Saved data entries:
------------------------------------------------------------

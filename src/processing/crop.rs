use crate::models::{BoundingBox, CropSet, DetectionSet, FieldLabel};
use crate::utils::{ensure_directories, IdCardError};
use image::imageops::{self, FilterType};
use image::{DynamicImage, ImageFormat, RgbImage};
use std::path::{Path, PathBuf};

pub const DEFAULT_CROP_MAX_SIZE: u32 = 800;

/// Below this on either side a crop is enlarged before OCR.
pub const MIN_CROP_SIDE: u32 = 32;

/// Smallest side a crop is enlarged to.
pub const UPSCALE_TARGET: u32 = 64;

/// Cuts detected regions out of the card and writes them as `<Label>.png`.
pub struct RegionCropper {
    crops_dir: PathBuf,
    max_size: u32,
}

impl RegionCropper {
    pub fn new(crops_dir: impl Into<PathBuf>, max_size: u32) -> Result<Self, IdCardError> {
        let crops_dir = crops_dir.into();
        ensure_directories([&crops_dir])?;
        Ok(Self { crops_dir, max_size })
    }

    pub fn crops_dir(&self) -> &Path {
        &self.crops_dir
    }

    pub fn max_size(&self) -> u32 {
        self.max_size
    }

    pub fn crop_regions_from_path(
        &self,
        image_path: &Path,
        detections: &DetectionSet,
    ) -> Result<CropSet, IdCardError> {
        let img = image::open(image_path).map_err(|e| {
            IdCardError::ImageProcessing(format!("Failed to read image for cropping: {}", e))
        })?;
        Ok(self.crop_regions(&img, detections))
    }

    /// Crop and persist every detected field except `BD`.
    ///
    /// Invalid regions and failed writes drop only the affected label.
    pub fn crop_regions(&self, image: &DynamicImage, detections: &DetectionSet) -> CropSet {
        let rgb = image.to_rgb8();
        let mut crop_map = CropSet::new();

        for (label, bbox) in detections {
            if label.is_derived() {
                continue;
            }

            let Some(crop) = normalize_crop(&rgb, *label, bbox, self.max_size) else {
                log::warn!("Invalid crop dimensions for {}: {}, skipping", label, bbox);
                continue;
            };

            let out_path = self.crops_dir.join(format!("{}.png", label));
            if let Err(e) = crop.save_with_format(&out_path, ImageFormat::Png) {
                log::warn!("Failed to write crop for {} to {:?}: {}", label, out_path, e);
                continue;
            }
            crop_map.insert(*label, out_path);
        }

        log::info!("Cropped {} regions", crop_map.len());
        crop_map
    }
}

/// Cut `bbox` out of `image` and resize it for recognition.
///
/// Returns `None` when the clamped region is empty.
pub fn normalize_crop(
    image: &RgbImage,
    label: FieldLabel,
    bbox: &BoundingBox,
    max_size: u32,
) -> Option<RgbImage> {
    let crop = extract_region(image, bbox)?;
    let crop = if label == FieldLabel::Num1 {
        let (w, h) = crop.dimensions();
        imageops::resize(&crop, w * 2, h * 2, FilterType::CatmullRom)
    } else {
        crop
    };
    Some(fit_for_ocr(crop, max_size))
}

fn extract_region(image: &RgbImage, bbox: &BoundingBox) -> Option<RgbImage> {
    let x1 = bbox.x1.max(0);
    let y1 = bbox.y1.max(0);
    let x2 = bbox.x2.max(x1.saturating_add(1));
    let y2 = bbox.y2.max(y1.saturating_add(1));

    let (img_w, img_h) = image.dimensions();
    let x1 = u32::try_from(x1).ok()?.min(img_w);
    let y1 = u32::try_from(y1).ok()?.min(img_h);
    let x2 = u32::try_from(x2).ok()?.min(img_w);
    let y2 = u32::try_from(y2).ok()?.min(img_h);
    if x2 <= x1 || y2 <= y1 {
        return None;
    }

    Some(imageops::crop_imm(image, x1, y1, x2 - x1, y2 - y1).to_image())
}

/// Target size for a `width x height` crop under the resize rules.
///
/// Oversized crops shrink so the larger side equals `max_size`; crops with a
/// side under [`MIN_CROP_SIDE`] grow uniformly until both sides reach
/// [`UPSCALE_TARGET`].
pub fn target_size(width: u32, height: u32, max_size: u32) -> Option<(u32, u32, FilterType)> {
    if width == 0 || height == 0 {
        return None;
    }
    let (w, h) = (f64::from(width), f64::from(height));

    if width > max_size || height > max_size {
        let scale = f64::from(max_size) / w.max(h);
        let new_w = if width >= height { max_size } else { ((w * scale).round() as u32).max(1) };
        let new_h = if height > width { max_size } else { ((h * scale).round() as u32).max(1) };
        Some((new_w, new_h, FilterType::Lanczos3))
    } else if width < MIN_CROP_SIDE || height < MIN_CROP_SIDE {
        let target = f64::from(UPSCALE_TARGET);
        let scale = (target / w).max(target / h);
        let new_w = ((w * scale).round() as u32).max(UPSCALE_TARGET);
        let new_h = ((h * scale).round() as u32).max(UPSCALE_TARGET);
        Some((new_w, new_h, FilterType::CatmullRom))
    } else {
        None
    }
}

fn fit_for_ocr(crop: RgbImage, max_size: u32) -> RgbImage {
    let (w, h) = crop.dimensions();
    match target_size(w, h, max_size) {
        Some((new_w, new_h, filter)) => imageops::resize(&crop, new_w, new_h, filter),
        None => crop,
    }
}

#[cfg(test)]
mod tests {
    use super::*;
    use image::Rgb;

    fn card(width: u32, height: u32) -> RgbImage {
        RgbImage::from_fn(width, height, |x, y| Rgb([(x % 256) as u8, (y % 256) as u8, 128]))
    }

    #[test]
    fn test_downscale_keeps_aspect_ratio() {
        let (w, h, filter) = target_size(1000, 500, 800).unwrap();
        assert_eq!((w, h), (800, 400));
        assert_eq!(filter, FilterType::Lanczos3);

        let (w, h, _) = target_size(300, 1200, 800).unwrap();
        assert_eq!((w, h), (200, 800));
    }

    #[test]
    fn test_small_crops_are_upscaled() {
        let (w, h, filter) = target_size(20, 40, 800).unwrap();
        assert_eq!((w, h), (64, 128));
        assert_eq!(filter, FilterType::CatmullRom);

        let (w, h, _) = target_size(7, 30, 800).unwrap();
        assert!(w >= 64 && h >= 64);
    }

    #[test]
    fn test_mid_sized_crops_untouched() {
        assert!(target_size(400, 32, 800).is_none());
        assert!(target_size(800, 800, 800).is_none());
    }

    #[test]
    fn test_num1_doubled_before_resize() {
        let image = card(200, 100);
        let bbox = BoundingBox::new(10, 10, 60, 30);

        let num1 = normalize_crop(&image, FieldLabel::Num1, &bbox, 800).unwrap();
        assert_eq!(num1.dimensions(), (100, 40));

        let name = normalize_crop(&image, FieldLabel::Name1, &bbox, 800).unwrap();
        // 50x20 is under the minimum side, so it grows to 160x64.
        assert_eq!(name.dimensions(), (160, 64));
    }

    #[test]
    fn test_num1_doubling_can_trigger_downscale() {
        let image = card(1000, 300);
        let bbox = BoundingBox::new(0, 0, 500, 100);
        let num1 = normalize_crop(&image, FieldLabel::Num1, &bbox, 800).unwrap();
        assert_eq!(num1.dimensions(), (800, 160));
    }

    #[test]
    fn test_degenerate_boxes_yield_no_crop() {
        let image = card(100, 100);
        assert!(normalize_crop(&image, FieldLabel::Add1, &BoundingBox::new(100, 0, 120, 50), 800).is_none());
        assert!(normalize_crop(&image, FieldLabel::Add1, &BoundingBox::new(0, 100, 50, 100), 800).is_none());
        // Inverted box is widened to one pixel.
        let sliver = normalize_crop(&image, FieldLabel::Add1, &BoundingBox::new(40, 40, 10, 10), 800).unwrap();
        assert_eq!(sliver.dimensions(), (64, 64));
    }

    #[test]
    fn test_crop_regions_writes_pngs_and_skips_bd() {
        let dir = tempfile::tempdir().unwrap();
        let cropper = RegionCropper::new(dir.path().join("crops"), 800).unwrap();
        let image = DynamicImage::ImageRgb8(card(400, 250));

        let mut detections = DetectionSet::new();
        detections.insert(FieldLabel::Name1, BoundingBox::new(10, 10, 200, 60));
        detections.insert(FieldLabel::BD, BoundingBox::new(10, 70, 200, 100));
        detections.insert(FieldLabel::Add1, BoundingBox::new(500, 10, 600, 60));
        detections.insert(FieldLabel::Num1, BoundingBox::new(100, 200, 380, 240));

        let crops = cropper.crop_regions(&image, &detections);

        assert_eq!(crops.len(), 2);
        assert!(!crops.contains_key(&FieldLabel::BD));
        assert!(!crops.contains_key(&FieldLabel::Add1));
        assert_eq!(crops[&FieldLabel::Name1], cropper.crops_dir().join("Name1.png"));
        assert_eq!(image::image_dimensions(&crops[&FieldLabel::Name1]).unwrap(), (190, 50));
        assert_eq!(image::image_dimensions(&crops[&FieldLabel::Num1]).unwrap(), (560, 80));
    }

    #[test]
    fn test_write_failure_drops_only_that_label() {
        let dir = tempfile::tempdir().unwrap();
        let cropper = RegionCropper::new(dir.path(), 800).unwrap();
        // A directory squatting on the output path makes that one write fail.
        std::fs::create_dir(dir.path().join("Name2.png")).unwrap();
        let image = DynamicImage::ImageRgb8(card(300, 200));

        let mut detections = DetectionSet::new();
        detections.insert(FieldLabel::Name2, BoundingBox::new(0, 0, 100, 50));
        detections.insert(FieldLabel::Num2, BoundingBox::new(0, 100, 100, 150));

        let crops = cropper.crop_regions(&image, &detections);
        assert_eq!(crops.keys().copied().collect::<Vec<_>>(), vec![FieldLabel::Num2]);
    }
}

------------------------------------------------------------

Check each line above for the string "crate" and copy the ones that have it.

use crate::models::{BoundingBox, CropSet, DetectionSet, FieldLabel};
use crate::utils::{ensure_directories, IdCardError};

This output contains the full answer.